We are looking to (if possible) improve resilver times.
NAS SPEC
Dual Intel Intel 2667V3
512G RAM
Booting off 2x 146GB SAS
1x SAS 2308 (LSI)
1x NFS Mount Point
1 LAGG0 Lagg0 dual 40G
***********************************************
USEAGE SPEC
30TB or 566TB
SNAPSHOT 2h held for 30d
No ZIL
No SLOG
No Sync
64k
vDEV is 6 drives RZ2
Tune we run --
zfs set sync=disabled STORAGE1-Z6
zfs set checksum=fletcher4 STORAGE1-Z6
zfs set primarycache=all STORAGE1-Z6
zfs set logbias=latency STORAGE1-Z6
zfs set recordsize=64k STORAGE1-Z6
zfs set atime=off STORAGE1-Z6
zfs set dedup=off STORAGE1-Z6
sysctl vfs.zfs.vdev.async_read_max_active=64
sysctl vfs.zfs.vdev.async_read_min_active=32
sysctl vfs.zfs.vdev.async_write_max_active=64
sysctl vfs.zfs.vdev.async_write_min_active=32
sysctl vfs.zfs.vdev.sync_read_max_active=64
sysctl vfs.zfs.vdev.sync_read_min_active=32
sysctl vfs.zfs.vdev.sync_write_max_active=64
sysctl vfs.zfs.vdev.sync_write_min_active=32
sysctl vfs.zfs.top_maxinflight=1024
sysctl vfs.zfs.resilver_min_time_ms=3000
sysctl vfs.zfs.vdev.scrub_max_active=64
sysctl vfs.zfs.vdev.scrub_min_active=24
************************************************
HBA SPEC
4x LSI 2308
************************************************
16 Oracle DE24 Enclosures
Controller type : SAS2308_2
BIOS version : 7.39.02.00
Firmware version : 20.00.07.00
Channel description : 1 Serial Attached SCSI
Initiator ID : 0
Maximum physical devices : 1023
Concurrent commands supported : 10240
Slot : 5
Segment : 0
Bus : 3
Device : 0
Function : 0
RAID Support : No
************************************************
DRIVE SPEC
322 4TB HGST SAS 12G HDD 7.2K
************************************************
NIC SPEC
Chelsio Dual 40G
***********************************************
SWITCH SPEC
Quanta 10/40G LY2
**********************************************
NAS SPEC
TRUENAS CORE 12.0-U8-1
512GB RAM
Use case is for NFS attached storage to a 32 Node Cluster running VMWare. VMWare Nodes are all connected 10G to Storage.

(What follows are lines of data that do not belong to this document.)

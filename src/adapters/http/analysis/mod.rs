//! HTTP adapter for gap analysis.
//!
//! - `POST /api/analysis/gaps` - Analyze and store skill gaps
//! - `GET /api/analysis/gaps/:employee_id` - Stored gaps for an employee
//! - `GET /api/analysis/predictions/:employee_id` - Training predictions
//! - `POST /api/analysis/recommendations` - Training recommendations

pub mod dto;
pub mod handlers;
pub mod routes;

pub use routes::analysis_routes;
//! Role query handlers.

use std::sync::Arc;

use crate::domain::foundation::{DomainError, ProficiencyLevel, RoleId};
use crate::domain::workforce::{Role, Skill};
use crate::ports::{UnitOfWork, WorkforceStore};

use super::super::{role_not_found, skill_not_found};

/// A required skill with its minimum level.
#[derive(Debug, Clone, PartialEq, Eq)]
pub struct RequiredSkill {
    pub skill: Skill,
    pub required_level: ProficiencyLevel,
}

/// Role with its requirements in declared order.
#[derive(Debug, Clone)]
pub struct RoleView {
    pub role: Role,
    pub requirements: Vec<RequiredSkill>,
}

pub(super) async fn load_role_view(
    uow: &mut dyn UnitOfWork,
    role_id: RoleId,
) -> Result<RoleView, DomainError> {
    let role = uow
        .roles()
        .find_by_id(role_id)
        .await?
        .ok_or_else(|| role_not_found(role_id))?;

    let mut requirements = Vec::new();
    for requirement in uow.roles().requirements(role_id).await? {
        let skill = uow
            .skills()
            .find_by_id(requirement.skill_id)
            .await?
            .ok_or_else(|| skill_not_found(requirement.skill_id))?;
        requirements.push(RequiredSkill {
            skill,
            required_level: requirement.required_level,
        });
    }

    Ok(RoleView { role, requirements })
}

#[derive(Debug, Clone)]
pub struct GetRoleQuery {
    pub role_id: RoleId,
}

pub struct GetRoleHandler {
    store: Arc<dyn WorkforceStore>,
}

impl GetRoleHandler {
    pub fn new(store: Arc<dyn WorkforceStore>) -> Self {
        Self { store }
    }

    pub async fn handle(&self, query: GetRoleQuery) -> Result<RoleView, DomainError> {
        let mut uow = self.store.begin().await?;
        load_role_view(uow.as_mut(), query.role_id).await
    }
}

pub struct ListRolesHandler {
    store: Arc<dyn WorkforceStore>,
}

impl ListRolesHandler {
    pub fn new(store: Arc<dyn WorkforceStore>) -> Self {
        Self { store }
    }

    pub async fn handle(&self) -> Result<Vec<Role>, DomainError> {
        let mut uow = self.store.begin().await?;
        uow.roles().list().await
    }
}
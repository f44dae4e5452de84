//! GetEmployeeGapsHandler - Query handler for an employee's stored gaps.

use std::sync::Arc;

use crate::domain::foundation::{DomainError, EmployeeId};
use crate::domain::gap_analysis::{GapDetails, GapRecordFilter, Priority};
use crate::domain::workforce::Employee;
use crate::ports::WorkforceStore;

use super::super::employee_not_found;

/// Query for the stored gap records of one employee.
#[derive(Debug, Clone)]
pub struct GetEmployeeGapsQuery {
    pub employee_id: EmployeeId,
}

/// Stored records plus summary counts.
#[derive(Debug, Clone)]
pub struct EmployeeGapsResult {
    pub employee: Employee,
    /// All records, including those with no deficit.
    pub gaps: Vec<GapDetails>,
    /// Records with `gap_score < 0`.
    pub total_gaps: usize,
    pub high_priority_gaps: usize,
}

/// Handler for reading stored gaps. Does not recompute anything.
pub struct GetEmployeeGapsHandler {
    store: Arc<dyn WorkforceStore>,
}

impl GetEmployeeGapsHandler {
    pub fn new(store: Arc<dyn WorkforceStore>) -> Self {
        Self { store }
    }

    pub async fn handle(&self, query: GetEmployeeGapsQuery) -> Result<EmployeeGapsResult, DomainError> {
        let mut uow = self.store.begin().await?;

        let employee = uow
            .employees()
            .find_by_id(query.employee_id)
            .await?
            .ok_or_else(|| employee_not_found(query.employee_id))?;

        let gaps = uow
            .gap_records()
            .list(&GapRecordFilter::for_employee(employee.id))
            .await?;

        let total_gaps = gaps.iter().filter(|d| d.record.gap.is_deficit()).count();
        let high_priority_gaps = gaps
            .iter()
            .filter(|d| d.record.gap.priority == Priority::High)
            .count();

        Ok(EmployeeGapsResult {
            employee,
            gaps,
            total_gaps,
            high_priority_gaps,
        })
    }
}

#[cfg(test)]
mod tests {
    use super::*;
    use crate::application::handlers::gap_analysis::{
        AnalyzeSkillGapsCommand, AnalyzeSkillGapsHandler,
    };
    use crate::application::handlers::test_support::{
        seed_employee, seed_role, seed_skill, store,
    };
    use crate::domain::foundation::ErrorCode;

    #[tokio::test]
    async fn returns_records_with_counts() {
        let (_, store) = store();
        let python = seed_skill(store.as_ref(), "Python", "Technical").await;
        let sql = seed_skill(store.as_ref(), "SQL", "Technical").await;
        let excel = seed_skill(store.as_ref(), "Excel", "Tools").await;
        let role = seed_role(
            store.as_ref(),
            "Analyst",
            &[(python, 5), (sql, 3), (excel, 2)],
        )
        .await;
        let emp = seed_employee(
            store.as_ref(),
            "EMP001",
            Some(role),
            &[(python, 2), (sql, 2), (excel, 4)],
        )
        .await;
        AnalyzeSkillGapsHandler::new(store.clone())
            .handle(AnalyzeSkillGapsCommand { employee_id: Some(emp) })
            .await
            .unwrap();

        let result = GetEmployeeGapsHandler::new(store)
            .handle(GetEmployeeGapsQuery { employee_id: emp })
            .await
            .unwrap();

        assert_eq!(result.gaps.len(), 3);
        assert_eq!(result.total_gaps, 2);
        assert_eq!(result.high_priority_gaps, 1);
        assert_eq!(result.employee.employee_code, "EMP001");
        // Ordered by skill name
        assert_eq!(result.gaps[0].skill_name, "Excel");
        assert_eq!(result.gaps[0].skill_category.as_deref(), Some("Tools"));
    }

    #[tokio::test]
    async fn employee_never_analyzed_has_no_records() {
        let (_, store) = store();
        let emp = seed_employee(store.as_ref(), "EMP001", None, &[]).await;

        let result = GetEmployeeGapsHandler::new(store)
            .handle(GetEmployeeGapsQuery { employee_id: emp })
            .await
            .unwrap();

        assert!(result.gaps.is_empty());
        assert_eq!(result.total_gaps, 0);
    }

    #[tokio::test]
    async fn unknown_employee_is_not_found() {
        let (_, store) = store();
        let err = GetEmployeeGapsHandler::new(store)
            .handle(GetEmployeeGapsQuery {
                employee_id: EmployeeId::new(),
            })
            .await
            .unwrap_err();
        assert_eq!(err.code, ErrorCode::EmployeeNotFound);
    }
}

**********************************************
Issue is that when a drive fails we locate, offline, remove, replace, smart, online and then resilver. The resilver literally takes days to run. Truenas has 30TB out of 566TB in use. We are concerned (maybe we should not be) that is will take 2-5 days at 30TB. What would the expected be for 80% capacity?
pool: STORAGE1-Z6
state: ONLINE
status: One or more devices is currently being resilvered. The pool will
continue to function, possibly in a degraded state.
action: Wait for the resilver to complete.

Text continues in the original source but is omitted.